According to the Annie E. Casey Foundation KIDS Count 2021 Data Book, the pandemic destroyed a decade of progress from the Great Recession when it comes to the education, health and economic well-being of your child. The research found record unemployment interfered most with childhood development and learning.
How the pandemic affected the well-being of your child
In the report, Lisa Hamilton, president and CEO of the Annie E. Casey Foundation, said the expanded child tax credit will give struggling families the financial support they need to put food on the table. Especially for those facing long-standing financial disparities in various racial and under-represented communities.

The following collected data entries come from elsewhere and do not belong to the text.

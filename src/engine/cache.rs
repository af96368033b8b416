//! Layered run cache.
//!
//! Tier 1: exact-match classification cache in SQLite, keyed by normalized
//! supplier plus a stable content hash. Tier 2: supplier profiles, an
//! in-memory map backed by persisted snapshots, with per-supplier
//! single-flight so research runs at most once per supplier per run.
//! Tier 3: parsed taxonomy files and their embedding indexes, memoized by
//! file path.
//!
//! Cache failures never fail a run: reads degrade to misses, writes to a
//! logged warning.

use std::collections::HashMap;
use std::path::{Path, PathBuf};
use std::sync::{Arc, Mutex, RwLock};

use rusqlite::Connection;
use sha2::{Digest, Sha256};

use crate::db;
use crate::engine::research::SupplierResearcher;
use crate::engine::retrieval::{Embedder, TaxonomyIndex};
use crate::engine::taxonomy::load_taxonomy;
use crate::engine::ClassifyError;
use crate::models::{Classification, SupplierProfile, Taxonomy, TransactionRow};

/// Parsed taxonomy plus its searchable index.
pub struct TaxonomyBundle {
    pub taxonomy: Taxonomy,
    pub index: TaxonomyIndex,
}

pub struct CacheManager {
    conn: Option<Arc<Mutex<Connection>>>,
    max_age_days: Option<u32>,
    profiles: RwLock<HashMap<String, SupplierProfile>>,
    inflight: Mutex<HashMap<String, Arc<Mutex<()>>>>,
    bundles: RwLock<HashMap<PathBuf, Arc<TaxonomyBundle>>>,
}

/// Stable content hash over the fields that determine a classification.
/// Normalization (trim + lowercase) keeps the hash identical across runs
/// and across cosmetic input differences.
pub fn transaction_hash(row: &TransactionRow) -> String {
    let component = |field: &str| {
        row.get(field)
            .map(|v| v.to_lowercase())
            .unwrap_or_default()
    };
    let material = format!(
        "{}|{}|{}",
        component("gl_description"),
        component("line_description"),
        component("department"),
    );
    let digest = Sha256::digest(material.as_bytes());
    digest.iter().fold(String::with_capacity(64), |mut acc, b| {
        use std::fmt::Write;
        let _ = write!(acc, "{b:02x}");
        acc
    })
}

impl CacheManager {
    pub fn new(conn: Option<Arc<Mutex<Connection>>>, max_age_days: Option<u32>) -> Self {
        Self {
            conn,
            max_age_days,
            profiles: RwLock::new(HashMap::new()),
            inflight: Mutex::new(HashMap::new()),
            bundles: RwLock::new(HashMap::new()),
        }
    }

    /// Tier-1 batch lookup. Returns hits keyed by `row_index`, marked with
    /// the `"cache"` provenance tag. Misses are simply absent; a read
    /// failure is a full miss.
    pub fn lookup_batch(
        &self,
        supplier_name: &str,
        rows: &[&TransactionRow],
    ) -> HashMap<usize, Classification> {
        let Some(conn) = &self.conn else {
            return HashMap::new();
        };
        let hashes: Vec<String> = rows.iter().map(|r| transaction_hash(r)).collect();

        let hits = {
            let conn = conn.lock().unwrap_or_else(|e| e.into_inner());
            db::get_cached_classifications(&conn, supplier_name, &hashes)
        };
        let hits = match hits {
            Ok(hits) => hits,
            Err(e) => {
                tracing::warn!(supplier_name, error = %e, "cache lookup failed, treating as miss");
                return HashMap::new();
            }
        };

        rows.iter()
            .zip(&hashes)
            .filter_map(|(row, hash)| {
                hits.get(hash).map(|cached| {
                    let mut classification = cached.classification.clone();
                    classification.override_rule_applied = "cache".to_string();
                    (row.row_index, classification)
                })
            })
            .collect()
    }

    /// Tier-1 write-back for freshly classified rows. Failures degrade to a
    /// warning; the caller already holds the results.
    pub fn store_batch(
        &self,
        supplier_name: &str,
        rows: &[(&TransactionRow, &Classification)],
        profile: Option<&SupplierProfile>,
        run_id: &str,
        dataset_name: Option<&str>,
    ) {
        let Some(conn) = &self.conn else {
            return;
        };
        if rows.is_empty() {
            return;
        }

        let snapshots: Vec<String> = rows
            .iter()
            .map(|(row, _)| {
                serde_json::json!({
                    "gl_description": row.get("gl_description").unwrap_or(""),
                    "line_description": row.get("line_description").unwrap_or(""),
                    "department": row.get("department").unwrap_or(""),
                })
                .to_string()
            })
            .collect();
        let entries: Vec<db::NewCacheEntry<'_>> = rows
            .iter()
            .zip(&snapshots)
            .map(|((row, classification), snapshot)| db::NewCacheEntry {
                supplier_name,
                transaction_hash: transaction_hash(row),
                classification,
                supplier_profile: profile,
                transaction_snapshot: Some(snapshot.clone()),
                run_id,
                dataset_name,
            })
            .collect();

        let result = {
            let conn = conn.lock().unwrap_or_else(|e| e.into_inner());
            db::store_classifications(&conn, &entries)
        };
        if let Err(e) = result {
            tracing::warn!(supplier_name, error = %e, "cache write failed, results kept in memory only");
        }
    }

    /// Tier-2 profile lookup with single-flight research.
    ///
    /// Order: run-local map, persisted snapshot (within the freshness
    /// window), then the research collaborator. A research failure logs and
    /// yields the default unresearched profile, which is then cached so the
    /// failure is not retried within the run.
    pub fn supplier_profile(
        &self,
        supplier_name: &str,
        researcher: &dyn SupplierResearcher,
    ) -> SupplierProfile {
        let key = db::normalize_supplier(supplier_name);
        if let Some(profile) = self
            .profiles
            .read()
            .unwrap_or_else(|e| e.into_inner())
            .get(&key)
        {
            return profile.clone();
        }

        let guard = {
            let mut inflight = self.inflight.lock().unwrap_or_else(|e| e.into_inner());
            Arc::clone(inflight.entry(key.clone()).or_default())
        };
        let _held = guard.lock().unwrap_or_else(|e| e.into_inner());

        // Another worker may have resolved it while we waited on the guard.
        if let Some(profile) = self
            .profiles
            .read()
            .unwrap_or_else(|e| e.into_inner())
            .get(&key)
        {
            return profile.clone();
        }

        let profile = self
            .snapshot_profile(supplier_name)
            .unwrap_or_else(|| match researcher.research(supplier_name) {
                Ok(profile) => profile,
                Err(e) => {
                    tracing::warn!(supplier_name, error = %e, "supplier research failed, using default profile");
                    SupplierProfile::unresearched(supplier_name)
                }
            });

        self.profiles
            .write()
            .unwrap_or_else(|e| e.into_inner())
            .insert(key, profile.clone());
        profile
    }

    fn snapshot_profile(&self, supplier_name: &str) -> Option<SupplierProfile> {
        let conn = self.conn.as_ref()?;
        let conn = conn.lock().unwrap_or_else(|e| e.into_inner());
        match db::get_supplier_profile_snapshot(&conn, supplier_name, self.max_age_days) {
            Ok(profile) => profile,
            Err(e) => {
                tracing::warn!(supplier_name, error = %e, "profile snapshot read failed");
                None
            }
        }
    }

    /// Tier-3 taxonomy bundle, memoized by file path. An embedder failure
    /// during index build degrades to a keyword-only index.
    pub fn taxonomy_bundle(
        &self,
        path: &Path,
        embedder: Option<&dyn Embedder>,
    ) -> Result<Arc<TaxonomyBundle>, ClassifyError> {
        if let Some(bundle) = self
            .bundles
            .read()
            .unwrap_or_else(|e| e.into_inner())
            .get(path)
        {
            return Ok(Arc::clone(bundle));
        }

        let taxonomy = load_taxonomy(path)?;
        let index = match TaxonomyIndex::build(&taxonomy, embedder) {
            Ok(index) => index,
            Err(e) => {
                tracing::warn!(path = %path.display(), error = %e, "embedding index build failed, keyword search only");
                TaxonomyIndex::build(&taxonomy, None)?
            }
        };
        let bundle = Arc::new(TaxonomyBundle { taxonomy, index });

        let mut bundles = self.bundles.write().unwrap_or_else(|e| e.into_inner());
        Ok(Arc::clone(
            bundles
                .entry(path.to_path_buf())
                .or_insert_with(|| Arc::clone(&bundle)),
        ))
    }
}

#[cfg(test)]
mod tests {
    use super::*;
    use crate::db::open_memory_database;
    use crate::engine::research::testing::CountingResearcher;
    use crate::models::Confidence;
    use std::sync::atomic::Ordering;

    fn row(index: usize, pairs: &[(&str, &str)]) -> TransactionRow {
        TransactionRow::new(
            index,
            pairs
                .iter()
                .map(|(k, v)| (k.to_string(), v.to_string()))
                .collect(),
        )
    }

    fn manager() -> CacheManager {
        let conn = open_memory_database().unwrap();
        CacheManager::new(Some(Arc::new(Mutex::new(conn))), None)
    }

    #[test]
    fn hash_is_stable_under_cosmetic_differences() {
        let a = row(0, &[
            ("gl_description", "Cloud Hosting"),
            ("line_description", "EC2"),
        ]);
        let b = row(7, &[
            ("gl_description", "  cloud hosting "),
            ("line_description", "ec2"),
            ("amount", "999.99"),
        ]);
        assert_eq!(transaction_hash(&a), transaction_hash(&b));

        let c = row(0, &[
            ("gl_description", "Cloud Hosting"),
            ("line_description", "EC2"),
            ("department", "IT"),
        ]);
        assert_ne!(transaction_hash(&a), transaction_hash(&c));
    }

    #[test]
    fn store_then_lookup_round_trips_with_cache_tag() {
        let cache = manager();
        let r0 = row(0, &[("line_description", "EC2 compute")]);
        let r1 = row(1, &[("line_description", "Office chairs")]);
        let classification = Classification::from_path("it|cloud|iaas", Confidence::High);

        cache.store_batch("AWS", &[(&r0, &classification)], None, "run-1", None);

        let hits = cache.lookup_batch("aws", &[&r0, &r1]);
        assert_eq!(hits.len(), 1);
        let hit = &hits[&0];
        assert_eq!(hit.path(), "it|cloud|iaas");
        assert_eq!(hit.override_rule_applied, "cache");
        assert!(!hits.contains_key(&1));
    }

    #[test]
    fn no_database_degrades_to_pure_miss() {
        let cache = CacheManager::new(None, None);
        let r = row(0, &[("line_description", "EC2")]);
        let c = Classification::from_path("a|b", Confidence::Medium);
        cache.store_batch("AWS", &[(&r, &c)], None, "run-1", None);
        assert!(cache.lookup_batch("AWS", &[&r]).is_empty());
    }

    #[test]
    fn research_runs_once_across_concurrent_workers() {
        let cache = Arc::new(manager());
        let researcher = Arc::new(CountingResearcher::new());

        std::thread::scope(|s| {
            for _ in 0..8 {
                let cache = Arc::clone(&cache);
                let researcher = Arc::clone(&researcher);
                s.spawn(move || {
                    let profile = cache.supplier_profile("AWS", researcher.as_ref());
                    assert_eq!(profile.source, "research");
                });
            }
        });

        assert_eq!(researcher.calls.load(Ordering::SeqCst), 1);
    }

    #[test]
    fn failed_research_falls_back_and_is_not_retried() {
        let cache = manager();
        let researcher = CountingResearcher::failing();

        let first = cache.supplier_profile("AWS", &researcher);
        assert_eq!(first.source, "default");
        assert_eq!(first.industry, "Unknown");

        let second = cache.supplier_profile("aws", &researcher);
        assert_eq!(second, first);
        assert_eq!(researcher.calls.load(Ordering::SeqCst), 1);
    }

    #[test]
    fn persisted_snapshot_short_circuits_research() {
        let conn = Arc::new(Mutex::new(open_memory_database().unwrap()));
        let first_run = CacheManager::new(Some(Arc::clone(&conn)), Some(30));
        let researcher = CountingResearcher::new();

        let r = row(0, &[("line_description", "EC2")]);
        let c = Classification::from_path("it|cloud", Confidence::High);
        let profile = first_run.supplier_profile("AWS", &researcher);
        first_run.store_batch("AWS", &[(&r, &c)], Some(&profile), "run-1", None);
        assert_eq!(researcher.calls.load(Ordering::SeqCst), 1);

        let second_run = CacheManager::new(Some(conn), Some(30));
        let restored = second_run.supplier_profile("AWS", &researcher);
        assert_eq!(restored.source, "cache");
        assert_eq!(restored.industry, "Technology");
        assert_eq!(researcher.calls.load(Ordering::SeqCst), 1);
    }

    #[test]
    fn taxonomy_bundle_is_memoized_per_path() {
        let dir = tempfile::tempdir().unwrap();
        let path = dir.path().join("taxonomy.yaml");
        std::fs::write(&path, "taxonomy:\n  - IT|Cloud\n").unwrap();

        let cache = CacheManager::new(None, None);
        let a = cache.taxonomy_bundle(&path, None).unwrap();
        let b = cache.taxonomy_bundle(&path, None).unwrap();
        assert!(Arc::ptr_eq(&a, &b));
        assert_eq!(a.taxonomy.paths, ["IT|Cloud"]);
    }
}
use std::collections::HashMap;

use serde::{Deserialize, Serialize};

/// A client spend taxonomy: the full set of valid pipe-delimited paths plus
/// optional per-path descriptions and client context used in prompts.
#[derive(Debug, Clone, Default, Serialize, Deserialize)]
pub struct Taxonomy {
    pub paths: Vec<String>,
    pub descriptions: HashMap<String, String>,
    pub client_name: String,
    pub company_context: String,
}

impl Taxonomy {
    /// Case-insensitive membership check; returns the canonical path.
    pub fn canonical(&self, path: &str) -> Option<&str> {
        let wanted = path.trim().to_lowercase();
        self.paths
            .iter()
            .find(|p| p.to_lowercase() == wanted)
            .map(String::as_str)
    }

    pub fn contains(&self, path: &str) -> bool {
        self.canonical(path).is_some()
    }

    pub fn description(&self, path: &str) -> Option<&str> {
        self.descriptions.get(path).map(String::as_str)
    }

    /// Top-level category of a path.
    pub fn l1_of(path: &str) -> &str {
        path.split('|').next().unwrap_or(path).trim()
    }

    /// Deeper paths under the given top-level category.
    pub fn paths_under_l1<'a>(&'a self, l1: &str) -> Vec<&'a str> {
        let wanted = l1.trim().to_lowercase();
        self.paths
            .iter()
            .filter(|p| Self::l1_of(p).to_lowercase() == wanted && p.contains('|'))
            .map(String::as_str)
            .collect()
    }
}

Critics said they would rather see more money directed specifically to those in need.
The Kids Count Data Book annually tracks how states meet child welfare needs. This year, it covered the COVD-19 pandemic, reporting over 4 million children became infected with the virus in the United States.
At the height of the pandemic, 22% of surveyed households said they didn’t know if they could pay their rent or mortgage on time. Those pandemic-related stresses carried over to child well-being.
Where Utah stood before the pandemic
According to pre-pandemic data, Massachusetts was first in the rankings for child well-being. New Hampshire, Minnesota, Vermont and Utah rounded out the top five. Utah also placed fifth in economic well-being, but dropped to 10th in education rankings. Utah was 18th for health, but the strength of family and community ranked it No. 2, behind New Hampshire.
Mississippi was near the bottom of the list for overall child well-being. It edged out New Mexico, Louisiana, Alabama and Texas as the worst. However, the report stated most of those states struggled for quite awhile on how well children do.
On a positive note, several surveys conducted during the pandemic showed the number of adults with children without health insurance dropped, from 13% in 2020 to 11% in March 2021.